Data items:

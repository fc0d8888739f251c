//! # 口型指令重新计时
//!
//! 口型指令是一串 `1`-`6` 的数字，每个数字驱动一帧嘴型，
//! 数字 `7` 则让游戏在屏幕上绘制下一个文本字符。
//! 译文的长度通常与原文不同，因此需要重新分配 `7` 的位置：
//! 每 `delay` 个嘴型数字之后绘制一个字符。

use crate::config::check_delay;
use crate::error::{LipError, Result};
use crate::model::{DRAW_MARKER, SENTINEL};

/// 按译文字符数重新分配绘制标记。
///
/// 返回的数字串包含恰好 `text_char_count` 个 `7`，长度为偶数且不以 `7` 结尾。
/// 如果 `text_char_count` 为 0，或指令中没有任何嘴型数字，则返回空串。
/// 原指令的分组数多于字符数时，多出的分组保留嘴型数字但不再附加绘制标记。
///
/// `delay` 超出 `1..=MAX_DELAY` 时返回 [`LipError::Config`]。
pub fn retime(commands: &str, text_char_count: usize, delay: usize) -> Result<String> {
    check_delay(delay)?;

    let digits: Vec<char> = commands.chars().filter(|&c| c != DRAW_MARKER).collect();
    let Some(&last_char) = digits.last() else {
        return Ok(String::new());
    };
    if text_char_count == 0 {
        return Ok(String::new());
    }

    let mut groups: Vec<Vec<char>> = digits.chunks(delay).map(<[char]>::to_vec).collect();

    if groups.len() < text_char_count {
        if let Some(tail) = groups.last_mut() {
            tail.resize(delay, last_char);
        }
        groups.resize(text_char_count, vec![last_char; delay]);
    }

    let capacity = groups
        .len()
        .checked_mul(delay + 1)
        .and_then(|n| n.checked_add(2))
        .ok_or_else(|| {
            LipError::OffsetOverflow(format!(
                "{} 个分组、delay = {delay} 的口型指令过长",
                groups.len()
            ))
        })?;
    let mut sequence = String::with_capacity(capacity);
    for (group_index, group) in groups.iter().enumerate() {
        sequence.extend(group);
        if group_index < text_char_count {
            sequence.push(DRAW_MARKER);
        }
    }

    // 播放器要求序列长度为偶数，并且不能以绘制标记结尾
    if sequence.ends_with(DRAW_MARKER) {
        sequence.push(last_char);
    }
    if sequence.len() % 2 != 0 {
        sequence.push(last_char);
    }

    Ok(sequence)
}

/// 将数字串按每两位一个字节打包，末尾附加结束字节。
///
/// 调用方需保证 `digits` 长度为偶数且只含数字。
pub fn pack_commands(digits: &str) -> std::result::Result<Vec<u8>, hex::FromHexError> {
    let mut packed = hex::decode(digits)?;
    packed.push(SENTINEL);
    Ok(packed)
}

#[cfg(test)]
mod tests {
    use super::*;
    use crate::config::MAX_DELAY;

    fn markers(sequence: &str) -> usize {
        sequence.chars().filter(|&c| c == DRAW_MARKER).count()
    }

    #[test]
    fn test_pads_short_sequence_with_last_digit() {
        let sequence = retime("1231231237", 5, 3).unwrap();
        assert_eq!(sequence, "1237123712373337333733");
        assert_eq!(
            pack_commands(&sequence).unwrap(),
            vec![0x12, 0x37, 0x12, 0x37, 0x12, 0x37, 0x33, 0x37, 0x33, 0x37, 0x33, 0x00]
        );
    }

    #[test]
    fn test_partial_last_group_is_filled() {
        // "12345" -> ["123", "45"] -> ["123", "455", "555"]
        // 以 7 结尾时补一位，之后长度为奇数再补一位
        assert_eq!(retime("12345", 3, 3).unwrap(), "12374557555755");
    }

    #[test]
    fn test_existing_markers_are_discarded() {
        let sequence = retime("7172737", 2, 1).unwrap();
        assert_eq!(sequence, "172733");
        assert_eq!(markers(&sequence), 2);
    }

    #[test]
    fn test_surplus_groups_keep_digits_without_markers() {
        let sequence = retime("121212121", 2, 2).unwrap();
        assert_eq!(markers(&sequence), 2);
        assert_eq!(sequence, "127127121211");
    }

    #[test]
    fn test_invariants_hold_for_many_inputs() {
        let inputs = ["1", "12", "123456", "6543217", "1111111111111", "27", "3737373"];
        for commands in inputs {
            for count in 1..8 {
                for delay in 1..5 {
                    let sequence = retime(commands, count, delay).unwrap();
                    assert_eq!(markers(&sequence), count, "{commands} {count} {delay}");
                    assert_eq!(sequence.len() % 2, 0, "{commands} {count} {delay}");
                    assert!(!sequence.ends_with(DRAW_MARKER));
                    assert_eq!(sequence, retime(commands, count, delay).unwrap());
                }
            }
        }
    }

    #[test]
    fn test_empty_inputs_produce_empty_sequence() {
        assert_eq!(retime("", 4, 3).unwrap(), "");
        assert_eq!(retime("777", 4, 3).unwrap(), "");
        assert_eq!(retime("123", 0, 3).unwrap(), "");
        assert_eq!(pack_commands("").unwrap(), vec![SENTINEL]);
    }

    #[test]
    fn test_out_of_range_delay_is_rejected() {
        for delay in [0, MAX_DELAY + 1, usize::MAX] {
            assert!(
                matches!(retime("12", 1, delay), Err(LipError::Config(_))),
                "{delay}"
            );
        }

        assert_eq!(retime("12", 1, MAX_DELAY).unwrap(), "1272");
        // 补齐的分组按 delay 长度填充
        let sequence = retime("12", 2, MAX_DELAY).unwrap();
        assert_eq!(markers(&sequence), 2);
        assert_eq!(sequence.len(), 2 * MAX_DELAY + 4);
    }

    #[test]
    fn test_pack_rejects_odd_length() {
        assert!(pack_commands("123").is_err());
    }
}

ACTION ITEM
The data must be given again in full. Keep every line identical.

REPLY
repository fc0d8888739f251c
//! # 口型指令重新计时
//!
//! 口型指令是一串 `1`-`6` 的数字，每个数字驱动一帧嘴型，
//! 数字 `7` 则让游戏在屏幕上绘制下一个文本字符。
//! 译文的长度通常与原文不同，因此需要重新分配 `7` 的位置：
//! 每 `delay` 个嘴型数字之后绘制一个字符。

use crate::config::check_delay;
use crate::error::{LipError, Result};
use crate::model::{DRAW_MARKER, SENTINEL};

/// 按译文字符数重新分配绘制标记。
///
/// 返回的数字串包含恰好 `text_char_count` 个 `7`，长度为偶数且不以 `7` 结尾。
/// 如果 `text_char_count` 为 0，或指令中没有任何嘴型数字，则返回空串。
/// 原指令的分组数多于字符数时，多出的分组保留嘴型数字但不再附加绘制标记。
///
/// `delay` 超出 `1..=MAX_DELAY` 时返回 [`LipError::Config`]。
pub fn retime(commands: &str, text_char_count: usize, delay: usize) -> Result<String> {
    check_delay(delay)?;

    let digits: Vec<char> = commands.chars().filter(|&c| c != DRAW_MARKER).collect();
    let Some(&last_char) = digits.last() else {
        return Ok(String::new());
    };
    if text_char_count == 0 {
        return Ok(String::new());
    }

    let mut groups: Vec<Vec<char>> = digits.chunks(delay).map(<[char]>::to_vec).collect();

    if groups.len() < text_char_count {
        if let Some(tail) = groups.last_mut() {
            tail.resize(delay, last_char);
        }
        groups.resize(text_char_count, vec![last_char; delay]);
    }

    let capacity = groups
        .len()
        .checked_mul(delay + 1)
        .and_then(|n| n.checked_add(2))
        .ok_or_else(|| {
            LipError::OffsetOverflow(format!(
                "{} 个分组、delay = {delay} 的口型指令过长",
                groups.len()
            ))
        })?;
    let mut sequence = String::with_capacity(capacity);
    for (group_index, group) in groups.iter().enumerate() {
        sequence.extend(group);
        if group_index < text_char_count {
            sequence.push(DRAW_MARKER);
        }
    }

    // 播放器要求序列长度为偶数，并且不能以绘制标记结尾
    if sequence.ends_with(DRAW_MARKER) {
        sequence.push(last_char);
    }
    if sequence.len() % 2 != 0 {
        sequence.push(last_char);
    }

    Ok(sequence)
}

/// 将数字串按每两位一个字节打包，末尾附加结束字节。
///
/// 调用方需保证 `digits` 长度为偶数且只含数字。
pub fn pack_commands(digits: &str) -> std::result::Result<Vec<u8>, hex::FromHexError> {
    let mut packed = hex::decode(digits)?;
    packed.push(SENTINEL);
    Ok(packed)
}

#[cfg(test)]
mod tests {
    use super::*;
    use crate::config::MAX_DELAY;

    fn markers(sequence: &str) -> usize {
        sequence.chars().filter(|&c| c == DRAW_MARKER).count()
    }

    #[test]
    fn test_pads_short_sequence_with_last_digit() {
        let sequence = retime("1231231237", 5, 3).unwrap();
        assert_eq!(sequence, "1237123712373337333733");
        assert_eq!(
            pack_commands(&sequence).unwrap(),
            vec![0x12, 0x37, 0x12, 0x37, 0x12, 0x37, 0x33, 0x37, 0x33, 0x37, 0x33, 0x00]
        );
    }

    #[test]
    fn test_partial_last_group_is_filled() {
        // "12345" -> ["123", "45"] -> ["123", "455", "555"]
        // 以 7 结尾时补一位，之后长度为奇数再补一位
        assert_eq!(retime("12345", 3, 3).unwrap(), "12374557555755");
    }

    #[test]
    fn test_existing_markers_are_discarded() {
        let sequence = retime("7172737", 2, 1).unwrap();
        assert_eq!(sequence, "172733");
        assert_eq!(markers(&sequence), 2);
    }

    #[test]
    fn test_surplus_groups_keep_digits_without_markers() {
        let sequence = retime("121212121", 2, 2).unwrap();
        assert_eq!(markers(&sequence), 2);
        assert_eq!(sequence, "127127121211");
    }

    #[test]
    fn test_invariants_hold_for_many_inputs() {
        let inputs = ["1", "12", "123456", "6543217", "1111111111111", "27", "3737373"];
        for commands in inputs {
            for count in 1..8 {
                for delay in 1..5 {
                    let sequence = retime(commands, count, delay).unwrap();
                    assert_eq!(markers(&sequence), count, "{commands} {count} {delay}");
                    assert_eq!(sequence.len() % 2, 0, "{commands} {count} {delay}");
                    assert!(!sequence.ends_with(DRAW_MARKER));
                    assert_eq!(sequence, retime(commands, count, delay).unwrap());
                }
            }
        }
    }

    #[test]
    fn test_empty_inputs_produce_empty_sequence() {
        assert_eq!(retime("", 4, 3).unwrap(), "");
        assert_eq!(retime("777", 4, 3).unwrap(), "");
        assert_eq!(retime("123", 0, 3).unwrap(), "");
        assert_eq!(pack_commands("").unwrap(), vec![SENTINEL]);
    }

    #[test]
    fn test_out_of_range_delay_is_rejected() {
        for delay in [0, MAX_DELAY + 1, usize::MAX] {
            assert!(
                matches!(retime("12", 1, delay), Err(LipError::Config(_))),
                "{delay}"
            );
        }

        assert_eq!(retime("12", 1, MAX_DELAY).unwrap(), "1272");
        // 补齐的分组按 delay 长度填充
        let sequence = retime("12", 2, MAX_DELAY).unwrap();
        assert_eq!(markers(&sequence), 2);
        assert_eq!(sequence.len(), 2 * MAX_DELAY + 4);
    }

    #[test]
    fn test_pack_rejects_odd_length() {
        assert!(pack_commands("123").is_err());
    }
}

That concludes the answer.